I'm beginning to think you're just trolling on here.

Next time you come see mommy and daddy, you should make a video of you spey casting in the surf and post it up for all of us to see. If you need a cameraman, you know how to reach me.


----------



## Dunt (Aug 14, 2015)

60hertz said:


> http://www.youtube.com/results?search_query=spey+casting+in+the+surf
> 
> 
> I don't see much surf in these videos on YouTube...no offense, but the Gulf of Mexico surf generally makes spey casting almost impossible. Almost like finding a permit charter in this area D)!
> ...


Yeah that Gulf of Mexico and her crushing, huge waves...It's tough to cast because of all the world class surfers who flock to catch the rides of their lives...

As far as cameras, I'm an angler, not a narcissist, but thanks anyway.


----------



## 60hertz (Oct 1, 2007)

Dunt said:


> Yeah that Gulf of Mexico and her crushing, huge waves...It's tough to cast because of all the world class surfers who flock to catch the rides of their lives...
> 
> As far as cameras, I'm an angler, not a narcissist, but thanks anyway.


Dude. Now you're going to belittle us surfers too? We may not have regular surf, but we do fine with what we've got. The ankle to knee high days really make us appreciate the occasional waist or chest high swells.

The point that I'm trying to make here is that the technique required to cast a Spey line is really intended for moving water (like water moving in a river or stream) and not so much for the surf zone on along the north side of the Gulf of Mexico. True, we don't have consistent 4' - 6' (or higher) surf but even a 0.5' to 1.0' chop (which we have most days at minimum) makes Spey casting from the surf extremely difficult.
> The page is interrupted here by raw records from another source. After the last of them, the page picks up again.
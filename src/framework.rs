//! Framework entry point
//!
//! Owns the cleaner and presetter registries and turns the configured data
//! roots into suites: one fresh context per root.

use std::path::PathBuf;
use std::sync::Arc;
use std::time::Duration;

use crate::builder::Builder;
use crate::cleaner::{Cleaner, CleanerRegistry};
use crate::common::config::{Config, EventuallyConfig};
use crate::common::Result;
use crate::context::Context;
use crate::data::{self, Dir};
use crate::lifecycle::Harness;
use crate::preset::{Presetter, PresetterRegistry};
use crate::roundtrip::{Executor, HttpClient, Transport};
use crate::suite::{Group, RunReport, Runner};

/// API test framework
pub struct Framework {
    data_dirs: Vec<PathBuf>,
    transport: Arc<dyn Transport>,
    eventually: EventuallyConfig,
    parallelism: usize,
    progress: bool,
    cleaners: CleanerRegistry,
    presetters: PresetterRegistry,
}

impl Framework {
    /// Create a framework sending requests to `host`
    ///
    /// The `request-header` and `response-header` presetters are registered.
    pub fn new(host: &str, data_dirs: Vec<PathBuf>) -> Result<Self> {
        let mut config = Config::default();
        config.target.host = host.to_string();
        config.data.dirs = data_dirs;
        Self::from_config(&config)
    }

    /// Create a framework from a loaded configuration
    pub fn from_config(config: &Config) -> Result<Self> {
        let client = HttpClient::new(
            &config.target.host,
            Duration::from_secs(config.target.request_timeout_secs),
        )?;
        Ok(Self {
            data_dirs: config.data.dirs.clone(),
            transport: Arc::new(client),
            eventually: config.eventually,
            parallelism: config.runner.parallelism,
            progress: false,
            cleaners: CleanerRegistry::cleaners(),
            presetters: PresetterRegistry::presetters(),
        })
    }

    /// Replace the HTTP transport
    pub fn with_transport(mut self, transport: Arc<dyn Transport>) -> Self {
        self.transport = transport;
        self
    }

    /// Leaves in flight at once; leaves of one data root always run in turn
    pub fn with_parallelism(mut self, parallelism: usize) -> Self {
        self.parallelism = parallelism.max(1);
        self
    }

    /// Print a line per finished leaf while running
    pub fn with_progress(mut self, enabled: bool) -> Self {
        self.progress = enabled;
        self
    }

    /// Register cleaners; fails without registering any if a name is taken
    pub fn register_cleaner<I>(&mut self, cleaners: I) -> Result<()>
    where
        I: IntoIterator<Item = Arc<dyn Cleaner>>,
    {
        self.cleaners.register(cleaners)
    }

    /// Register presetters; fails without registering any if a name is taken
    pub fn register_presetter<I>(&mut self, presetters: I) -> Result<()>
    where
        I: IntoIterator<Item = Arc<dyn Presetter>>,
    {
        self.presetters.register(presetters)
    }

    /// Load every data root, stopping at the first failure
    fn load_all(&self) -> Result<Vec<Dir>> {
        self.data_dirs
            .iter()
            .map(|root| {
                tracing::info!("Loading test data from {}", root.display());
                data::load(root)
            })
            .collect()
    }

    /// Assemble one suite per data root
    fn build_suites(&self) -> Result<Vec<Group>> {
        let roots = self.load_all()?;

        let harness = Arc::new(Harness {
            executor: Executor::new(self.transport.clone(), self.eventually),
            cleaners: self.cleaners.clone(),
            presetters: self.presetters.clone(),
        });
        let builder = Builder::new(harness);

        Ok(roots
            .iter()
            .map(|dir| builder.build(&Context::new_handle(), &dir.context.summary, dir))
            .collect())
    }

    /// Load, assemble and run every suite
    pub async fn run(&self) -> Result<RunReport> {
        let suites = self.build_suites()?;
        let report = Runner::new(self.parallelism)
            .with_progress(self.progress)
            .run(&suites)
            .await;
        tracing::info!(
            "Finished: {} passed, {} failed",
            report.passed(),
            report.failed()
        );
        Ok(report)
    }

    /// Outline of every suite without running anything
    pub fn list(&self) -> Result<Vec<String>> {
        Ok(self
            .build_suites()?
            .iter()
            .flat_map(Group::outline)
            .collect())
    }
}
My apologies to the OP for somewhat derailing this thread; but, in my opinion I'd use the techniques recommended by others (kingfish501, daniel9829, and wtbfishin') before I'd try to Spey cast in the surf. I'm really not confident in Dunt's recommendations.


----------



## wtbfishin' (Jul 31, 2016)

It's definitely not the Oregon coast! I still pick my days to go. I've not been able to get a good rod load trying to throw water load cast but it definitely could be op era.
Hey Dunt send me PM when you're in the area I'd love to check out your technique for switchin' the surf!


----------



## 60hertz (Oct 1, 2007)

wtbfishin' said:


> It's definitely not the Oregon coast! I still pick my days to go. I've not been able to get a good rod load trying to throw water load cast but it definitely could be op era.
> Hey Dunt send me PM when you're in the area I'd love to check out your technique for switchin' the surf!


Me Too!!!!!


----------



## Dunt (Aug 14, 2015)

60hertz said:


> Dude. Now you're going to belittle us surfers too? We may not have regular surf, but we do fine with what we've got. The ankle to knee high days really make us appreciate the occasional waist or chest high swells.
> 
> The point that I'm trying to make here is that the technique required to cast a Spey line is really intended for moving water (like water moving in a river or stream) and not so much for the surf zone on along the north side of the Gulf of Mexico. True, we don't have consistent 4' - 6' (or higher) surf but even a 0.5' to 1.0' chop (which we have most days at minimum) makes Spey casting from the surf extremely difficult.
> 
> My apologies to the OP for somewhat derailing this thread; but, in my opinion I'd use the techniques recommended by others (kingfish501, daniel9829, and wtbfishin') before I'd try to Spey cast in the surf. I'm really not confident in Dunt's recommendations.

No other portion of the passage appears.